Two sunspot groups from the new solar cycle

On 24 December, 2 sunspot regions of the new solar cycle (SC25) were visible on the solar disk at the same time. NOAA 2753, located in the southeast quadrant near latitude -30 degrees, developed during the afternoon hours of 23 December. NOAA 2754 located in the northwest quadrant near latitude +25 degrees, developed during the morning hours of 24 December. SDO imagery shows the Sun on 24 December, with a white light image on the left and a magnetogram on the right. The high latitude of these sunspot regions as well as their magnetic polarity leave no doubt: Both groups belong to the new solar cycle 25. Both sunspot regions are currently (late on 24 December) still visible as small bipolar groups.

Also the solar telescopes of the Uccle Solar Equatorial Table (USET - ) recorded the groups. Underneath an image taken on 24 December in the CaIIK line (a line in the blue end of the solar spectrum). The appearance of these groups halt a period of spotless days that started on 14 November (preliminary SILSO data). It is the longest stretch of spotless days since 1996 (see last week's STCE Newsitem at ).

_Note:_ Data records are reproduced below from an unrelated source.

//! EPL runner.
//!
//! Reads signal candidates as JSON lines, pushes them through the
//! `SignalEngine`, disseminates through log-only channels and prints
//! periodic statistics.

pub mod app;
pub mod config;
pub mod error;
pub mod feed;

pub use app::{Application, RunSummary};
pub use config::{AppConfig, ChannelsConfig, FeedConfig, TelemetryConfig};
pub use error::{AppError, AppResult};
pub use feed::{parse_line, CandidateFeed, FeedRecord};
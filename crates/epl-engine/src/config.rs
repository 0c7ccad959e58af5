//! Engine configuration.

use crate::ledger::LedgerConfig;
use epl_arbiter::{ArbitrationConfig, DedupConfig, PriorityThresholds, ValidationConfig};
use epl_dispatch::DispatchConfig;
use serde::{Deserialize, Serialize};
use std::time::Duration;

/// Aggregated configuration for the whole pipeline.
#[derive(Debug, Clone, Default, Serialize, Deserialize)]
pub struct EngineConfig {
    #[serde(default)]
    pub validation: ValidationConfig,
    #[serde(default)]
    pub dedup: DedupConfig,
    #[serde(default)]
    pub arbitration: ArbitrationConfig,
    #[serde(default)]
    pub priority: PriorityThresholds,
    #[serde(default)]
    pub dispatch: DispatchConfig,
    #[serde(default)]
    pub ledger: LedgerConfig,
    #[serde(default)]
    pub maintenance: MaintenanceConfig,
}

/// Periodic maintenance (registry sweep, pool prune, lock cleanup).
#[derive(Debug, Clone, Serialize, Deserialize)]
pub struct MaintenanceConfig {
    #[serde(default = "default_interval_secs")]
    pub interval_secs: u64,
}

fn default_interval_secs() -> u64 {
    60
}

impl Default for MaintenanceConfig {
    fn default() -> Self {
        Self {
            interval_secs: default_interval_secs(),
        }
    }
}

impl MaintenanceConfig {
    pub fn interval(&self) -> Duration {
        Duration::from_secs(self.interval_secs)
    }
}

impl EngineConfig {
    /// Validate every section, prefixing errors with the section name.
    pub fn validate(&self) -> Result<(), String> {
        self.validation
            .validate()
            .map_err(|e| format!("validation: {e}"))?;
        self.dedup.validate().map_err(|e| format!("dedup: {e}"))?;
        self.arbitration
            .validate()
            .map_err(|e| format!("arbitration: {e}"))?;
        self.priority
            .validate()
            .map_err(|e| format!("priority: {e}"))?;
        self.dispatch
            .validate()
            .map_err(|e| format!("dispatch: {e}"))?;
        self.ledger.validate().map_err(|e| format!("ledger: {e}"))?;
        if self.maintenance.interval_secs == 0 {
            return Err("maintenance: interval_secs must be positive".to_string());
        }
        Ok(())
    }
}
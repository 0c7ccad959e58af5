//! Core domain types for the EPL signal arbitration engine.
//!
//! This crate provides the types shared by every stage of the pipeline:
//! - `SignalCandidate`: an immutable proposed trade signal
//! - `Decision`, `Action`, `Priority`: the arbitration outcome
//! - `NotificationMessage`, `ChannelKind`: the dissemination payload

pub mod candidate;
pub mod decision;
pub mod error;
pub mod notification;

pub use candidate::{CandidateId, Direction, SignalCandidate};
pub use decision::{Action, Decision, ExecutionParams, Priority};
pub use error::{CoreError, Result};
pub use notification::{ChannelKind, NotificationId, NotificationMessage};
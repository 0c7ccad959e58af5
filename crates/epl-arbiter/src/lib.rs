//! Execution policy layer for EPL.
//!
//! Decides, per instrument, what to do with each admitted signal candidate:
//! - `CandidateValidator`: rejects malformed candidates
//! - `CandidatePool`: rolling near-duplicate filter
//! - `ActivePositionRegistry`: one accepted candidate per symbol
//! - `ArbitrationEngine`: REPLACE / ENHANCE / NEW_ORDER / IGNORE
//! - `PriorityClassifier`: quality score to urgency tier

pub mod arbitration;
pub mod classifier;
pub mod config;
pub mod dedup;
pub mod error;
pub mod registry;
pub mod validator;

pub use arbitration::ArbitrationEngine;
pub use classifier::PriorityClassifier;
pub use config::{ArbitrationConfig, DedupConfig, PriorityThresholds, ValidationConfig};
pub use dedup::{jaccard_similarity, CandidatePool, DuplicateMatch, DuplicateRule};
pub use error::ValidationError;
pub use registry::{ActivePosition, ActivePositionRegistry};
pub use validator::CandidateValidator;
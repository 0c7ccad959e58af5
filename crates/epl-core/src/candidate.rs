//! Signal candidate types.
//!
//! A `SignalCandidate` is produced upstream (market data + indicator
//! pipelines) and is never mutated once it enters the engine.

use chrono::{DateTime, Utc};
use rust_decimal::Decimal;
use serde::{Deserialize, Serialize};
use std::collections::BTreeSet;
use std::fmt;
use std::str::FromStr;
use uuid::Uuid;

use crate::error::CoreError;

/// Trade direction of a candidate.
#[derive(Debug, Clone, Copy, PartialEq, Eq, Hash, Serialize, Deserialize)]
#[serde(rename_all = "UPPERCASE")]
pub enum Direction {
    #[serde(alias = "long", alias = "BUY", alias = "buy")]
    Long,
    #[serde(alias = "short", alias = "SELL", alias = "sell")]
    Short,
}

impl fmt::Display for Direction {
    fn fmt(&self, f: &mut fmt::Formatter<'_>) -> fmt::Result {
        match self {
            Self::Long => write!(f, "LONG"),
            Self::Short => write!(f, "SHORT"),
        }
    }
}

impl FromStr for Direction {
    type Err = CoreError;

    fn from_str(s: &str) -> Result<Self, Self::Err> {
        match s.to_ascii_uppercase().as_str() {
            "LONG" | "BUY" => Ok(Self::Long),
            "SHORT" | "SELL" => Ok(Self::Short),
            _ => Err(CoreError::InvalidDirection(s.to_string())),
        }
    }
}

/// Unique candidate identifier.
#[derive(Debug, Clone, PartialEq, Eq, Hash, PartialOrd, Ord, Serialize, Deserialize)]
#[serde(transparent)]
pub struct CandidateId(String);

impl CandidateId {
    /// Create a new unique candidate ID.
    ///
    /// Format: `sig_{timestamp_ms}_{uuid_short}`
    pub fn new() -> Self {
        let ts = Utc::now().timestamp_millis();
        let uuid_short = &Uuid::new_v4().to_string()[..8];
        Self(format!("sig_{ts}_{uuid_short}"))
    }

    /// Create from an existing string (producer-supplied id).
    pub fn from_string(s: impl Into<String>) -> Self {
        Self(s.into())
    }

    /// Get the string representation.
    pub fn as_str(&self) -> &str {
        &self.0
    }

    pub fn is_empty(&self) -> bool {
        self.0.is_empty()
    }
}

impl Default for CandidateId {
    fn default() -> Self {
        Self::new()
    }
}

impl fmt::Display for CandidateId {
    fn fmt(&self, f: &mut fmt::Formatter<'_>) -> fmt::Result {
        write!(f, "{}", self.0)
    }
}

/// A proposed trade signal.
#[derive(Debug, Clone, PartialEq, Serialize, Deserialize)]
pub struct SignalCandidate {
    /// Unique id within the process lifetime.
    pub id: CandidateId,
    /// Instrument symbol (e.g. "BTCUSDT").
    pub symbol: String,
    /// Proposed direction.
    pub direction: Direction,
    /// Confidence in [0, 1].
    pub confidence: Decimal,
    /// Upstream quality score in [0, 100].
    pub quality_score: Decimal,
    /// Names of indicators that contributed to the signal.
    #[serde(default)]
    pub indicators: BTreeSet<String>,
    /// Creation timestamp.
    pub created_at: DateTime<Utc>,
    /// Opaque market context captured by the producer.
    #[serde(default)]
    pub market_context: serde_json::Value,
}

impl SignalCandidate {
    /// Create a candidate stamped with a fresh id and the current time.
    pub fn new<I, S>(
        symbol: impl Into<String>,
        direction: Direction,
        confidence: Decimal,
        quality_score: Decimal,
        indicators: I,
    ) -> Self
    where
        I: IntoIterator<Item = S>,
        S: Into<String>,
    {
        Self {
            id: CandidateId::new(),
            symbol: symbol.into(),
            direction,
            confidence,
            quality_score,
            indicators: indicators.into_iter().map(Into::into).collect(),
            created_at: Utc::now(),
            market_context: serde_json::Value::Null,
        }
    }

    /// Replace the creation timestamp.
    #[must_use]
    pub fn with_created_at(mut self, created_at: DateTime<Utc>) -> Self {
        self.created_at = created_at;
        self
    }

    /// Replace the id.
    #[must_use]
    pub fn with_id(mut self, id: CandidateId) -> Self {
        self.id = id;
        self
    }

    /// Attach a market context blob.
    #[must_use]
    pub fn with_market_context(mut self, context: serde_json::Value) -> Self {
        self.market_context = context;
        self
    }
}
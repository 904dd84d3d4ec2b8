//! Fake rendering surface used by the integration tests
//!
//! Counts surface creations and open pages, records every page operation
//! and answers page scripts the way the real terminal page would.

#![allow(dead_code)]

use std::sync::atomic::{AtomicBool, AtomicUsize, Ordering};
use std::sync::{Arc, Mutex};
use std::time::Duration;

use ansi_shot::surface::{HostPage, RenderSurface, SurfaceProvider};
use ansi_shot::{AssetSource, Error, ImageFormat, RendererConfig, Result, TerminalAssets};
use serde_json::{json, Value};

#[derive(Debug, Clone, PartialEq)]
pub enum Event {
    Load(String),
    Stylesheet(String),
    Script(String),
    Probe,
    Fonts,
    Terminal(String),
    Eval(String),
    Capture(String, ImageFormat),
    Close,
}

#[derive(Debug, Clone, Default)]
pub struct Behavior {
    pub fail_create: bool,
    pub create_delay: Duration,
    pub fail_load: bool,
    pub script_without_terminal: bool,
    pub fonts_never_ready: bool,
    pub fonts_crash: bool,
    pub fonts_reject: bool,
    pub terminal_throws: bool,
    pub fail_capture: bool,
    pub fail_close: bool,
}

#[derive(Default)]
pub struct FakeState {
    pub creations: AtomicUsize,
    pub pages_opened: AtomicUsize,
    pub pages_open: AtomicUsize,
    pub surface_closed: AtomicBool,
    pub behavior: Mutex<Behavior>,
    pub events: Mutex<Vec<Event>>,
}

impl FakeState {
    pub fn behave(&self, f: impl FnOnce(&mut Behavior)) {
        f(&mut self.behavior.lock().unwrap());
    }

    fn behavior(&self) -> Behavior {
        self.behavior.lock().unwrap().clone()
    }

    fn record(&self, e: Event) {
        self.events.lock().unwrap().push(e);
    }

    pub fn events(&self) -> Vec<Event> {
        self.events.lock().unwrap().clone()
    }

    pub fn creations(&self) -> usize {
        self.creations.load(Ordering::SeqCst)
    }

    pub fn pages_open(&self) -> usize {
        self.pages_open.load(Ordering::SeqCst)
    }

    pub fn pages_opened(&self) -> usize {
        self.pages_opened.load(Ordering::SeqCst)
    }

    pub fn surface_closed(&self) -> bool {
        self.surface_closed.load(Ordering::SeqCst)
    }

    /// The terminal setup script of the last render, if it got that far.
    pub fn last_terminal_script(&self) -> Option<String> {
        self.events().into_iter().rev().find_map(|e| match e {
            Event::Terminal(s) => Some(s),
            _ => None,
        })
    }

    pub fn last_document(&self) -> Option<String> {
        self.events().into_iter().rev().find_map(|e| match e {
            Event::Load(s) => Some(s),
            _ => None,
        })
    }
}

#[derive(Clone, Default)]
pub struct FakeProvider {
    pub state: Arc<FakeState>,
}

impl FakeProvider {
    pub fn new() -> Self {
        Self::default()
    }
}

impl SurfaceProvider for FakeProvider {
    type Surface = FakeSurface;

    fn create(&self) -> Result<FakeSurface> {
        self.state.creations.fetch_add(1, Ordering::SeqCst);
        let b = self.state.behavior();
        if !b.create_delay.is_zero() {
            std::thread::sleep(b.create_delay);
        }
        if b.fail_create {
            return Err(Error::SurfaceError("browser executable not found".into()));
        }
        Ok(FakeSurface { state: self.state.clone() })
    }
}

pub struct FakeSurface {
    state: Arc<FakeState>,
}

impl RenderSurface for FakeSurface {
    type Page = FakePage;

    fn open_page(&self) -> Result<FakePage> {
        self.state.pages_opened.fetch_add(1, Ordering::SeqCst);
        self.state.pages_open.fetch_add(1, Ordering::SeqCst);
        Ok(FakePage {
            state: self.state.clone(),
            terminal_defined: false,
            terminal_written: false,
        })
    }

    fn close(&self) -> Result<()> {
        self.state.surface_closed.store(true, Ordering::SeqCst);
        Ok(())
    }
}

pub struct FakePage {
    state: Arc<FakeState>,
    terminal_defined: bool,
    terminal_written: bool,
}

fn status(v: Value) -> Result<Value> {
    Ok(Value::String(v.to_string()))
}

impl HostPage for FakePage {
    fn load_document(&mut self, html: &str, _timeout: Option<Duration>) -> Result<()> {
        self.state.record(Event::Load(html.to_string()));
        if self.state.behavior().fail_load {
            return Err(Error::PageLoadError("net::ERR_ABORTED".into()));
        }
        Ok(())
    }

    fn inject_stylesheet(&mut self, css: &str) -> Result<()> {
        self.state.record(Event::Stylesheet(css.to_string()));
        Ok(())
    }

    fn inject_script(&mut self, js: &str) -> Result<()> {
        self.state.record(Event::Script(js.to_string()));
        self.terminal_defined = !self.state.behavior().script_without_terminal;
        Ok(())
    }

    fn evaluate(&mut self, expression: &str) -> Result<Value> {
        let b = self.state.behavior();
        if expression.contains("typeof Terminal") {
            self.state.record(Event::Probe);
            return if self.terminal_defined {
                status(json!({"status": "ok"}))
            } else {
                status(json!({"status": "error", "message": "terminal script did not define Terminal"}))
            };
        }
        if expression.contains("document.fonts.ready") {
            self.state.record(Event::Fonts);
            if b.fonts_crash {
                return Err(Error::Other("Evaluation failed: target crashed".into()));
            }
            return if b.fonts_reject {
                status(json!({"status": "error", "message": "NetworkError: font face failed"}))
            } else if b.fonts_never_ready {
                status(json!({"status": "timeout"}))
            } else {
                status(json!({"status": "ok"}))
            };
        }
        if expression.contains("new Terminal(") {
            self.state.record(Event::Terminal(expression.to_string()));
            if b.terminal_throws {
                return status(json!({"status": "error", "message": "Error: cols must be positive"}));
            }
            self.terminal_written = true;
            return status(json!({"status": "ok"}));
        }
        self.state.record(Event::Eval(expression.to_string()));
        Ok(Value::Null)
    }

    fn capture_element(
        &mut self,
        selector: &str,
        format: ImageFormat,
        _timeout: Option<Duration>,
    ) -> Result<Vec<u8>> {
        self.state.record(Event::Capture(selector.to_string(), format));
        if self.state.behavior().fail_capture || !self.terminal_written {
            return Err(Error::CaptureError(format!("no node for {}", selector)));
        }
        let mut bytes = match format {
            ImageFormat::Png => b"\x89PNG\r\n\x1a\n".to_vec(),
            ImageFormat::Jpeg => vec![0xFF, 0xD8, 0xFF, 0xE0],
            ImageFormat::Webp => b"RIFF\x24\x00\x00\x00WEBPVP8 ".to_vec(),
        };
        bytes.extend_from_slice(&[0u8; 32]);
        Ok(bytes)
    }

    fn close(self) -> Result<()> {
        self.state.record(Event::Close);
        self.state.pages_open.fetch_sub(1, Ordering::SeqCst);
        if self.state.behavior().fail_close {
            return Err(Error::Other("target already gone".into()));
        }
        Ok(())
    }
}

/// Config with inline assets and no web fonts, so nothing touches disk or network.
pub fn test_config() -> RendererConfig {
    RendererConfig {
        assets: TerminalAssets {
            stylesheet: AssetSource::Inline(".xterm { position: relative; }".into()),
            script: AssetSource::Inline("window.Terminal = class {};".into()),
        },
        web_fonts: false,
        ..Default::default()
    }
}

Earlier this month, the international Solar Cycle 25 forecast panel released an updated prediction on the start and strength of the new solar cycle (source: NOAA/SWPC at ). SC25 is predicted to start in April 2020 (+/- 6 months) and to peak in July 2025 (+/- 8 months) with a maximum smoothed monthly sunspot number of 115 (+/- 10), making its amplitude very similar to that of the previous SC24.